Without changing his leisurely pace, Eberly looked up at the light poles and the miniature cameras atop them, then out to the green and flowering parkland spread about them.
“Offices can be bugged too easily. There are always prying eyes and ears to worry about.”
She understood. “Out here, it simply looks as if we’re taking in some exercise together.”
“Precisely.” He nodded.
Morgenthau considered that the fact the two of them were walking together might start some tongues wagging, although hardly anyone would suspect her of having a romantic interes
t in Eberly, or of being of any physical attraction to him. Or any man, for that matter. They all see me as a short, dumpy, overweight loser, Morgenthau knew. I’m no threat to any of them. How little they know!

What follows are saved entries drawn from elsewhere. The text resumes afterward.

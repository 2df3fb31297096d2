use num_traits::Num;

/// Numeric component type of a [`Vector2`](super::Vector2).
///
/// Integers round to themselves. `floor_div` rounds the quotient toward negative
/// infinity for every type, so `-7.floor_div(2) == -4`.
pub trait Scalar: Copy + PartialOrd + Num {
    fn floor(self) -> Self;
    fn ceil(self) -> Self;
    fn abs(self) -> Self;
    fn floor_div(self, rhs: Self) -> Self;
}

macro_rules! impl_scalar_signed {
    ($($t:ty),*) => {$(
        impl Scalar for $t {
            #[inline]
            fn floor(self) -> Self {
                self
            }

            #[inline]
            fn ceil(self) -> Self {
                self
            }

            #[inline]
            fn abs(self) -> Self {
                <$t>::abs(self)
            }

            #[inline]
            fn floor_div(self, rhs: Self) -> Self {
                let q = self / rhs;
                if self % rhs != 0 && ((self < 0) != (rhs < 0)) {
                    q - 1
                } else {
                    q
                }
            }
        }
    )*};
}

macro_rules! impl_scalar_unsigned {
    ($($t:ty),*) => {$(
        impl Scalar for $t {
            #[inline]
            fn floor(self) -> Self {
                self
            }

            #[inline]
            fn ceil(self) -> Self {
                self
            }

            #[inline]
            fn abs(self) -> Self {
                self
            }

            #[inline]
            fn floor_div(self, rhs: Self) -> Self {
                self / rhs
            }
        }
    )*};
}

macro_rules! impl_scalar_float {
    ($($t:ty),*) => {$(
        impl Scalar for $t {
            #[inline]
            fn floor(self) -> Self {
                <$t>::floor(self)
            }

            #[inline]
            fn ceil(self) -> Self {
                <$t>::ceil(self)
            }

            #[inline]
            fn abs(self) -> Self {
                <$t>::abs(self)
            }

            #[inline]
            fn floor_div(self, rhs: Self) -> Self {
                <$t>::floor(self / rhs)
            }
        }
    )*};
}

impl_scalar_signed!(i8, i16, i32, i64, isize);
impl_scalar_unsigned!(u8, u16, u32, u64, usize);
impl_scalar_float!(f32, f64);

#[cfg(test)]
mod tests {
    use super::Scalar;

    #[test]
    fn floor_div_rounds_toward_negative_infinity() {
        assert_eq!(Scalar::floor_div(7i32, 2), 3);
        assert_eq!(Scalar::floor_div(-7i32, 2), -4);
        assert_eq!(Scalar::floor_div(7i32, -2), -4);
        assert_eq!(Scalar::floor_div(-7i32, -2), 3);
        assert_eq!(Scalar::floor_div(-6i32, 2), -3);
    }

    #[test]
    fn floor_div_on_floats_floors_the_quotient() {
        assert_eq!(Scalar::floor_div(7.5f64, 2.0), 3.0);
        assert_eq!(Scalar::floor_div(-7.5f64, 2.0), -4.0);
    }

    #[test]
    fn integer_rounding_is_identity() {
        assert_eq!(Scalar::floor(5u8), 5);
        assert_eq!(Scalar::ceil(-5i64), -5);
        assert_eq!(Scalar::abs(-5i16), 5);
    }
}
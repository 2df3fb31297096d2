#[cfg(feature = "serde")]
use serde::{Deserialize, Serialize};

/// Straight-alpha sRGB color, one byte per channel.
#[derive(Debug, Copy, Clone, Default, PartialEq, Eq, Hash)]
#[cfg_attr(feature = "serde", derive(Serialize, Deserialize))]
pub struct Color {
    pub r: u8,
    pub g: u8,
    pub b: u8,
    #[cfg_attr(feature = "serde", serde(default = "opaque"))]
    pub a: u8,
}

#[cfg(feature = "serde")]
fn opaque() -> u8 {
    u8::MAX
}

impl Color {
    pub const TRANSPARENT: Self = Self::rgba(0, 0, 0, 0);
    pub const BLACK: Self = Self::rgb(0, 0, 0);
    pub const WHITE: Self = Self::rgb(255, 255, 255);
    pub const RED: Self = Self::rgb(255, 0, 0);
    pub const GREEN: Self = Self::rgb(0, 255, 0);
    pub const BLUE: Self = Self::rgb(0, 0, 255);

    #[inline]
    pub const fn rgb(r: u8, g: u8, b: u8) -> Self {
        Self { r, g, b, a: u8::MAX }
    }

    #[inline]
    pub const fn rgba(r: u8, g: u8, b: u8, a: u8) -> Self {
        Self { r, g, b, a }
    }

    /// Opaque color from a `0xRRGGBB` literal.
    #[inline]
    pub const fn from_rgb_hex(hex: u32) -> Self {
        Self::rgb((hex >> 16) as u8, (hex >> 8) as u8, hex as u8)
    }

    /// Creates a color from `f32` components in `[0, 1]`; out-of-range input is clamped.
    #[inline]
    pub fn from_srgb_f32(r: f32, g: f32, b: f32, a: f32) -> Self {
        let q = |c: f32| (c.clamp(0.0, 1.0) * 255.0).round() as u8;
        Self::rgba(q(r), q(g), q(b), q(a))
    }

    #[inline]
    pub const fn with_alpha(self, a: u8) -> Self {
        Self { a, ..self }
    }

    #[inline]
    pub const fn to_rgba8(self) -> [u8; 4] {
        [self.r, self.g, self.b, self.a]
    }

    #[inline]
    pub const fn from_rgba8([r, g, b, a]: [u8; 4]) -> Self {
        Self { r, g, b, a }
    }

    /// Linear blend between `self` (t = 0) and `other` (t = 1), per channel.
    pub fn lerp(self, other: Color, t: f32) -> Self {
        let t = t.clamp(0.0, 1.0);
        let mix = |a: u8, b: u8| (f32::from(a) + (f32::from(b) - f32::from(a)) * t).round() as u8;
        Self::rgba(
            mix(self.r, other.r),
            mix(self.g, other.g),
            mix(self.b, other.b),
            mix(self.a, other.a),
        )
    }
}
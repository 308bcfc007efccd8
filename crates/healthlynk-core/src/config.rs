//! Condition pattern table used by the classifier

use crate::types::Severity;
use serde::{Deserialize, Serialize};

/// One condition the classifier can detect
#[derive(Debug, Clone, PartialEq, Eq, Serialize, Deserialize)]
#[serde(rename_all = "camelCase")]
pub struct ConditionPattern {
    /// Condition identifier, reported as the detected condition
    pub id: String,
    /// Trigger phrases, checked in order (stored lower-case)
    pub keywords: Vec<String>,
    pub severity: Severity,
    /// Follow-up question asked when the condition is detected
    pub follow_up: String,
    /// Display name for the current symptom (defaults to `id`)
    #[serde(default)]
    pub label: Option<String>,
    /// Severity that overrides `severity` for the current symptom
    #[serde(default)]
    pub force_severity: Option<Severity>,
}

impl ConditionPattern {
    pub fn new(id: &str, keywords: &[&str], severity: Severity, follow_up: &str) -> Self {
        Self {
            id: id.to_string(),
            keywords: keywords.iter().map(|k| k.to_lowercase()).collect(),
            severity,
            follow_up: follow_up.to_string(),
            label: None,
            force_severity: None,
        }
    }

    pub fn with_label(mut self, label: &str) -> Self {
        self.label = Some(label.to_string());
        self
    }

    pub fn with_forced_severity(mut self, severity: Severity) -> Self {
        self.force_severity = Some(severity);
        self
    }

    /// Name shown for the current symptom
    pub fn display_name(&self) -> &str {
        self.label.as_deref().unwrap_or(&self.id)
    }

    /// Severity recorded for the current symptom
    pub fn effective_severity(&self) -> Severity {
        self.force_severity.unwrap_or(self.severity)
    }

    /// First keyword contained in already lower-cased text
    pub fn matching_keyword(&self, text_lower: &str) -> Option<&str> {
        self.keywords
            .iter()
            .find(|k| text_lower.contains(k.as_str()))
            .map(String::as_str)
    }
}

/// Ordered, immutable set of condition patterns
#[derive(Debug, Clone, PartialEq, Eq, Serialize, Deserialize)]
pub struct PatternTable {
    patterns: Vec<ConditionPattern>,
}

impl PatternTable {
    pub fn new(patterns: Vec<ConditionPattern>) -> Self {
        Self { patterns }
    }

    /// The default table. Declaration order is match priority.
    pub fn builtin() -> Self {
        Self::new(vec![
            ConditionPattern::new(
                "headache",
                &["headache", "head pain", "migraine"],
                Severity::Mild,
                "Can you describe the intensity and location of your headache? Is it throbbing, sharp, or dull?",
            ),
            ConditionPattern::new(
                "fever",
                &["fever", "high temperature", "chills"],
                Severity::Moderate,
                "When did your fever start? Have you taken your temperature? What other symptoms are you experiencing?",
            ),
            ConditionPattern::new(
                "cough",
                &["cough", "coughing", "chest congestion"],
                Severity::Mild,
                "Is your cough dry or productive? How long have you been coughing? Do you have any difficulty breathing?",
            ),
            ConditionPattern::new(
                "stomachPain",
                &["stomach pain", "abdominal pain", "belly ache"],
                Severity::Moderate,
                "Where exactly is the pain located? Is it constant or comes and goes? Have you experienced any nausea or vomiting?",
            ),
            ConditionPattern::new(
                "emergency",
                &["chest pain", "can't breathe", "unconscious", "severe bleeding"],
                Severity::Severe,
                "This sounds serious and requires immediate medical attention. Please contact emergency services or go to the nearest emergency room right away.",
            )
            .with_label("Emergency condition")
            .with_forced_severity(Severity::Severe),
        ])
    }

    pub fn patterns(&self) -> &[ConditionPattern] {
        &self.patterns
    }

    pub fn get(&self, id: &str) -> Option<&ConditionPattern> {
        self.patterns.iter().find(|p| p.id == id)
    }

    pub fn len(&self) -> usize {
        self.patterns.len()
    }

    pub fn is_empty(&self) -> bool {
        self.patterns.is_empty()
    }
}

impl Default for PatternTable {
    fn default() -> Self {
        Self::builtin()
    }
}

“Sooner or later we’re going to have to confront Wilmot,” Eberly said, his eyes still scanning for eavesdroppers. “Vyborg is constantly nagging me about removing Berkowitz and installing himself as the chief of communications. I’ve decided that the way to get to Berkowitz is through Wilmot.”
“Through Wilmot?”
“Berkowitz is an innocuous former network executive. He doesn’t appear to have any obvious vices. He runs the Communications Department so loosely that Vyborg is actually in charge of virtually the entire operation.”
“But Sammi wants the title as well as the responsibility,” Morgenthau said. “I know him. He wants the respect and the power.”
“Yes. And he’s impatient. If what he did to that old man Romero is ever discovered…”
“It won’t reflect on you,” she assured him. “It can’t.”
“Perhaps. But still, Berkowitz should be removed.”
“And to do that, you want to go through Wilmot?” Morgenthau asked.
“That’s not the only reason, of course,” Eberly went on. “Wilmot believes he is in charge of the habitat. The day will come when I’ll have to disabuse him of that notion.”
“We can’t have a godless secularist ruling these people!” Morgenthau said fervently.
“I’ll need some ammunition, something to hold over Wilmot.”
“A carrot or a stick?” Morgenthau asked.
“Either. Both, if possible.”
“We’ll need someone to review all his personal files and phone conversations.”
Eberly nodded. “This must be kept totally secret. I don’t want even Vyborg to know that we’re going through Wilmot’s files.”